Assignment: All lines in the data bearing the string "display" should be identified and copied.

----------

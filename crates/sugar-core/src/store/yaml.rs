//! Descriptor file persistence.
//!
//! Reads go through `serde_yaml` into the typed [`DescriptorFile`]; writes
//! serialize the whole document into a sibling temp file and rename it over
//! the target, so a model's entry is never left half-written.

use std::fs;
use std::path::{Path, PathBuf};

use serde::de::DeserializeOwned;
use serde_yaml::Value;

use crate::errors::{SugarError, SugarResult};
use crate::models::DescriptorFile;

/// Read any YAML document, failing on a missing file or one with no content.
pub fn open_yaml<T: DeserializeOwned>(path: &Path) -> SugarResult<T> {
    if !path.is_file() {
        return Err(SugarError::DescriptorNotFound(path.to_path_buf()));
    }
    tracing::debug!(path = %path.display(), "opening yaml");
    let source = fs::read_to_string(path)?;
    let value: Value = serde_yaml::from_str(&source)?;
    if is_empty_document(&value) {
        return Err(SugarError::DescriptorEmpty(path.to_path_buf()));
    }
    Ok(serde_yaml::from_value(value)?)
}

fn is_empty_document(value: &Value) -> bool {
    match value {
        Value::Null => true,
        Value::Mapping(map) => map.is_empty(),
        Value::Sequence(seq) => seq.is_empty(),
        Value::String(s) => s.is_empty(),
        _ => false,
    }
}

/// Parse a descriptor file.
pub fn read_descriptor(path: &Path) -> SugarResult<DescriptorFile> {
    open_yaml(path)
}

/// Parse a descriptor file if one sits at `path`.
pub fn read_descriptor_if_exists(path: &Path) -> SugarResult<Option<DescriptorFile>> {
    if path.is_file() {
        read_descriptor(path).map(Some)
    } else {
        Ok(None)
    }
}

/// Persist a descriptor document.
///
/// Documents without any model entry are never written, so a stray call can
/// not truncate an unrelated YAML file. Returns whether the file was written.
pub fn write_descriptor(path: &Path, document: &DescriptorFile) -> SugarResult<bool> {
    if document.models.is_empty() {
        tracing::debug!(path = %path.display(), "skipping write of descriptor without models");
        return Ok(false);
    }
    let rendered = serde_yaml::to_string(document)?;
    let staging = staging_path(path);
    fs::write(&staging, rendered.as_bytes())?;
    fs::rename(&staging, path)?;
    tracing::debug!(path = %path.display(), "descriptor written");
    Ok(true)
}

fn staging_path(path: &Path) -> PathBuf {
    let mut name = path
        .file_name()
        .map(|n| n.to_os_string())
        .unwrap_or_default();
    name.push(".sugar-tmp");
    path.with_file_name(name)
}

#[cfg(test)]
mod tests {
    use super::*;
    use crate::models::{ColumnEntry, ModelEntry};
    use tempfile::TempDir;

    #[test]
    fn test_read_descriptor() {
        let dir = TempDir::new().unwrap();
        let path = dir.path().join("schema.yml");
        fs::write(
            &path,
            "models:\n  - name: model1\n    columns:\n      - name: column1\n        description: description1\n",
        )
        .unwrap();
        let doc = read_descriptor(&path).unwrap();
        let column = doc.model("model1").unwrap().column("column1").unwrap();
        assert_eq!(column.description.as_deref(), Some("description1"));
    }

    #[test]
    fn test_read_empty_file_fails() {
        let dir = TempDir::new().unwrap();
        let path = dir.path().join("schema.yml");
        fs::write(&path, "").unwrap();
        assert!(matches!(
            read_descriptor(&path),
            Err(SugarError::DescriptorEmpty(_))
        ));
    }

    #[test]
    fn test_read_missing_file_fails() {
        let dir = TempDir::new().unwrap();
        assert!(matches!(
            read_descriptor(&dir.path().join("nope.yml")),
            Err(SugarError::DescriptorNotFound(_))
        ));
        assert!(read_descriptor_if_exists(&dir.path().join("nope.yml"))
            .unwrap()
            .is_none());
    }

    #[test]
    fn test_write_then_read() {
        let dir = TempDir::new().unwrap();
        let path = dir.path().join("schema.yml");
        let mut doc = DescriptorFile::new();
        let mut model = ModelEntry::new("model1");
        model.push_column(ColumnEntry::new("column1", "description1"));
        doc.push_model(model);

        assert!(write_descriptor(&path, &doc).unwrap());
        assert_eq!(read_descriptor(&path).unwrap(), doc);
        assert!(!staging_path(&path).exists());
    }

    #[test]
    fn test_write_without_models_is_noop() {
        let dir = TempDir::new().unwrap();
        let path = dir.path().join("packages.yml");
        fs::write(&path, "packages:\n  - package: dbt-labs/dbt_utils\n").unwrap();

        let doc = DescriptorFile::new();
        assert!(!write_descriptor(&path, &doc).unwrap());
        let untouched = fs::read_to_string(&path).unwrap();
        assert!(untouched.contains("dbt_utils"));
    }
}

----------

Solution:
    tracing::debug!(path = %path.display(), "opening yaml");
        tracing::debug!(path = %path.display(), "skipping write of descriptor without models");
    tracing::debug!(path = %path.display(), "descriptor written");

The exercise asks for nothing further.